Antony Tudor with Madame Marie Rambert in London
Before he began his dance studies, Antony had by this time acquired a job as a clark at the Smithfield Meat Market. Although his interest was clearly in music and dance, he could not afford to give up his job. Nineteen-year-old Antony approached Madame Rambert and asked for tuition in ballet. Not surprising, Rambert accepted Antony into her company almost immediately; due to the scarcity of male dancers in England. Although Antony was at a disadvantage due to the late start of his career Madame Rambert saw something special in this young man from “the other side of the tracks” and set about to advance his dance education by having him take lessons from her leading dancers.

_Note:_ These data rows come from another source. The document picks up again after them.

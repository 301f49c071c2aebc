//! I/O boundary traits for testability
//!
//! These traits abstract external I/O operations, allowing services
//! to be tested with mock implementations.

use std::io;
use std::path::Path;
use std::process::Output;

/// Filesystem abstraction for testability.
pub trait FileSystem: Send + Sync {
    /// Check if path exists.
    fn exists(&self, path: &Path) -> bool;

    /// Check if path is a file.
    fn is_file(&self, path: &Path) -> bool;

    /// Write string content to file.
    fn write(&self, path: &Path, content: &str) -> io::Result<()>;

    /// Remove a file.
    fn remove_file(&self, path: &Path) -> io::Result<()>;

    /// Create directory and all parent directories.
    fn create_dir_all(&self, path: &Path) -> io::Result<()>;

    /// Remove an empty directory.
    fn remove_dir(&self, path: &Path) -> io::Result<()>;
}

/// External command runner abstraction.
pub trait CommandRunner: Send + Sync {
    /// Run a command with arguments in `dir`, capturing stdout and stderr.
    fn run(&self, cmd: &str, args: &[&str], dir: &Path) -> io::Result<Output>;
}

// ============================================================
// REAL IMPLEMENTATIONS
// ============================================================

/// Real filesystem implementation.
#[derive(Debug, Default)]
pub struct RealFileSystem;

impl FileSystem for RealFileSystem {
    fn exists(&self, path: &Path) -> bool {
        path.exists()
    }

    fn is_file(&self, path: &Path) -> bool {
        path.is_file()
    }

    fn write(&self, path: &Path, content: &str) -> io::Result<()> {
        std::fs::write(path, content)
    }

    fn remove_file(&self, path: &Path) -> io::Result<()> {
        std::fs::remove_file(path)
    }

    fn create_dir_all(&self, path: &Path) -> io::Result<()> {
        std::fs::create_dir_all(path)
    }

    fn remove_dir(&self, path: &Path) -> io::Result<()> {
        std::fs::remove_dir(path)
    }
}

/// Real command runner implementation.
#[derive(Debug, Default)]
pub struct RealCommandRunner;

impl CommandRunner for RealCommandRunner {
    fn run(&self, cmd: &str, args: &[&str], dir: &Path) -> io::Result<Output> {
        std::process::Command::new(cmd)
            .args(args)
            .current_dir(dir)
            .output()
    }
}
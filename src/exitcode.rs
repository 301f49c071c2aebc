//! Process exit codes
//!
//! The harness contract is binary: every failure exits with 1.

/// Successful termination
pub const OK: i32 = 0;

/// Any failure: unmet precondition, failed step, or usage error
pub const FAILURE: i32 = 1;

Thus began a ten year association that would launch the career of Antony Tudor.
|Antony Tudor's Dark Elegies|
Madame Rambert was impressed with Antony’s work ethic as he maintained a full-time job at the meat market while studying ballet every evening. Madame Rambert spoke of Antony as “tall and handsome with poetic eyes, someone with intelligence and a deep appreciation of the art of dance.” To pay for his lessons, Antony gradually took on extra work around the school, including teaching younger students (he became a certified teacher of dance in less than a year), playing piano, bookkeeping, working the technical aspects of performances such as lighting and set design, and even janitorial duties. In 1938 he founded his own company, the London Ballet, but left the following year to join the newly formed Ballet Theatre (later the American Ballet Theatre) in the United States as dancer and choreographer for 10 years.

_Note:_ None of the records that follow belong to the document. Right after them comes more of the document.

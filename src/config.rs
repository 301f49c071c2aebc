//! Configuration management with layered loading
//!
//! Precedence (lowest to highest):
//! 1. Compiled defaults
//! 2. Global config: `$XDG_CONFIG_HOME/report-harness/report-harness.toml`
//! 3. Project config: `<project_dir>/.report-harness.toml`
//! 4. Environment variables: `REPORT_HARNESS_*` prefix

use std::path::{Path, PathBuf};

use config::{Config, ConfigError, Environment};
use directories::ProjectDirs;
use serde::{Deserialize, Serialize};

use crate::application::ApplicationError;
use crate::domain::expand_env_vars;

/// Where the deliverable validator lives and how to call it.
#[derive(Debug, Clone, Serialize, Deserialize, PartialEq, Eq)]
#[serde(default)]
pub struct ValidatorConfig {
    /// Fully qualified path of the validation function
    pub path: String,
    /// Generate a `#[tokio::test]` probe and `.await` the call
    pub is_async: bool,
    /// File stem prefix of the scratch probe under `tests/`
    pub scratch_prefix: String,
}

impl Default for ValidatorConfig {
    fn default() -> Self {
        Self {
            path: "report_checker::validate_deliverable".into(),
            is_async: false,
            scratch_prefix: "adhoc_validate".into(),
        }
    }
}

/// Raw validator config for intermediate parsing (`None` = not specified, inherit).
#[derive(Debug, Clone, Deserialize, Default)]
#[serde(default)]
pub struct RawValidatorConfig {
    pub path: Option<String>,
    pub is_async: Option<bool>,
    pub scratch_prefix: Option<String>,
}

/// Raw settings for intermediate parsing.
#[derive(Debug, Clone, Deserialize, Default)]
#[serde(default)]
pub struct RawSettings {
    pub cargo: Option<String>,
    pub manifest: Option<String>,
    pub integration_target: Option<String>,
    pub sample_url: Option<String>,
    #[serde(default)]
    pub validator: RawValidatorConfig,
}

impl ValidatorConfig {
    /// Merge overlay config onto self (base): overlay wins if `Some`.
    pub fn merge(&self, overlay: &RawValidatorConfig) -> Self {
        Self {
            path: overlay.path.clone().unwrap_or_else(|| self.path.clone()),
            is_async: overlay.is_async.unwrap_or(self.is_async),
            scratch_prefix: overlay
                .scratch_prefix
                .clone()
                .unwrap_or_else(|| self.scratch_prefix.clone()),
        }
    }
}

/// Unified configuration for report-harness.
#[derive(Debug, Clone, Serialize, Deserialize, PartialEq, Eq)]
#[serde(default)]
pub struct Settings {
    /// Build tool executable (default: cargo)
    pub cargo: String,
    /// Manifest that must exist in the project root (default: Cargo.toml)
    pub manifest: String,
    /// Integration test target compiled by `integration` and `quick`
    pub integration_target: String,
    /// Sample deliverable URL shown by `quick`
    pub sample_url: String,
    /// Validation probe settings
    pub validator: ValidatorConfig,
}

impl Default for Settings {
    fn default() -> Self {
        Self {
            cargo: "cargo".into(),
            manifest: "Cargo.toml".into(),
            integration_target: "integration_tests".into(),
            sample_url: "https://drive.google.com/drive/folders/1AbCdEfGhIjKlMnOpQrStUvWxYz".into(),
            validator: ValidatorConfig::default(),
        }
    }
}

/// Get the XDG config directory for report-harness.
pub fn global_config_dir() -> Option<PathBuf> {
    ProjectDirs::from("", "", "report-harness").map(|dirs| dirs.config_dir().to_path_buf())
}

/// Get the path to the global config file.
pub fn global_config_path() -> Option<PathBuf> {
    global_config_dir().map(|dir| dir.join("report-harness.toml"))
}

/// Get the path to the project config file.
pub fn project_config_path(project_dir: &Path) -> PathBuf {
    project_dir.join(".report-harness.toml")
}

/// Load a TOML file into RawSettings for manual merging.
fn load_raw_settings(path: &Path) -> Result<RawSettings, ApplicationError> {
    let content = std::fs::read_to_string(path).map_err(|e| ApplicationError::Config {
        message: format!("read {}: {}", path.display(), e),
    })?;
    toml::from_str(&content).map_err(|e| ApplicationError::Config {
        message: format!("parse {}: {}", path.display(), e),
    })
}

impl Settings {
    /// Expand shell variables and tilde in the build tool path.
    fn expand_paths(&mut self) {
        self.cargo = expand_env_vars(&self.cargo);
    }

    /// Merge overlay config onto self (base): scalars in the overlay win.
    pub fn merge_with(&self, overlay: &RawSettings) -> Self {
        Self {
            cargo: overlay.cargo.clone().unwrap_or_else(|| self.cargo.clone()),
            manifest: overlay
                .manifest
                .clone()
                .unwrap_or_else(|| self.manifest.clone()),
            integration_target: overlay
                .integration_target
                .clone()
                .unwrap_or_else(|| self.integration_target.clone()),
            sample_url: overlay
                .sample_url
                .clone()
                .unwrap_or_else(|| self.sample_url.clone()),
            validator: self.validator.merge(&overlay.validator),
        }
    }

    /// Load settings with layered precedence.
    ///
    /// # Arguments
    /// * `project_dir` - Optional project directory for the project-local config
    ///
    /// # Precedence (lowest to highest)
    /// 1. Compiled defaults
    /// 2. Global config: `$XDG_CONFIG_HOME/report-harness/report-harness.toml`
    /// 3. Project config: `<project_dir>/.report-harness.toml`
    /// 4. Environment variables: `REPORT_HARNESS_*` prefix
    pub fn load(project_dir: Option<&Path>) -> Result<Self, ApplicationError> {
        let mut current = Self::default();

        if let Some(global_path) = global_config_path() {
            if global_path.exists() {
                let raw = load_raw_settings(&global_path)?;
                current = current.merge_with(&raw);
            }
        }

        if let Some(project) = project_dir {
            let local_path = project_config_path(project);
            if local_path.exists() {
                let raw = load_raw_settings(&local_path)?;
                current = current.merge_with(&raw);
            }
        }

        current = Self::apply_env_overrides(current)?;

        current.expand_paths();

        Ok(current)
    }

    /// Apply REPORT_HARNESS_* environment variables as explicit overrides.
    ///
    /// Top-level keys use a single `_` after the prefix (`REPORT_HARNESS_CARGO`),
    /// nested keys use `__` (`REPORT_HARNESS_VALIDATOR__IS_ASYNC`).
    fn apply_env_overrides(mut settings: Self) -> Result<Self, ApplicationError> {
        let config = Config::builder()
            .add_source(
                Environment::with_prefix("REPORT_HARNESS")
                    .prefix_separator("_")
                    .separator("__"),
            )
            .build()
            .map_err(config_err)?;

        if let Ok(val) = config.get_string("cargo") {
            settings.cargo = val;
        }
        if let Ok(val) = config.get_string("manifest") {
            settings.manifest = val;
        }
        if let Ok(val) = config.get_string("integration_target") {
            settings.integration_target = val;
        }
        if let Ok(val) = config.get_string("sample_url") {
            settings.sample_url = val;
        }
        if let Ok(val) = config.get_string("validator.path") {
            settings.validator.path = val;
        }
        if let Ok(val) = config.get_bool("validator.is_async") {
            settings.validator.is_async = val;
        }
        if let Ok(val) = config.get_string("validator.scratch_prefix") {
            settings.validator.scratch_prefix = val;
        }

        Ok(settings)
    }
}

fn config_err(e: ConfigError) -> ApplicationError {
    ApplicationError::Config {
        message: e.to_string(),
    }
}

|Antony Tudor with Chieko Kikuchi and Jennifer Masley after a performance of Tchaikovsky's Sleeping Beauty - 1961|
Antony made his professional debut dancing for the English Opera Company in 1929, using his annual two weeks of vacation for rehearsals. It was this performance that spurred his eventual name change, as William Cook did not exactly “spark the imagination.” Madame Rambert told him he would never be taken seriously as a performer or choreographer with the name William Cook. He chose Anthony Tudor, with the intentional intimation of royalty, figuring that as he was changing his name, he might as well take the name of the royal family.
|Antony Tudor in rehearsal for “Romeo and Juliet” with Fernando Bujones and Hilde Morales – 1976|
Most of his ballets dealt with psychological themes. He wasn't interested in ballets that were about princesses and fairies. His ballets were about people and their problems. He didn't use the classical vocabulary or the tricks that were so popular at the time.
|Antony Tudor in rehearsal with John Prinz|
Tudor evolved an interesting approach to his choreography. Although it probably would not have worked for others, it did for him. He set out with a concept for a ballet - a mood, a situation, or a story - and before he started rehearsals he would work out by himself the type of movement which expressed his ideas. After he established the framework, he would then create the steps that would bring it all together. Tudor believed that ballet was a fusion of movements, not a series of separate dances which could be performed independently. He was unexcelled at exploring the subtlest of emotional conflicts within the framework of classical ballet. Highly charged plot development and intensely natural character delineation marked the greatest of his works.
Antony Tudor in rehearsal with Kevin McKenzie
Tudor danced in several of his own ballets, especially those choreographed in England. Many artists rose to prominence in his works, most notably the ballerina Nora Kaye in his first American-made ballet, Pillar of Fire, and the dramatic danseur Hugh Laing. In 1974 Tudor was appointed associate director of the American Ballet Theatre and in 1977 was joined in that position by Kaye.
Antony Tudor in rehearsal for “Little Improvisations” with ABT - 1964
Antony Tudor died in New York City, a day after his 79th birthday. Does he deserve the praise ballet historians and dancer lavish upon him? Most definitely. Not only did he produce some of the most challenging choreography dancers have ever danced, this great man influenced the way choreographers create their work and changed the world of ballet.
So this is a work I did with Elegant Essay. I was tired of writing different introductions and conclusions about clocks, so I did this instead.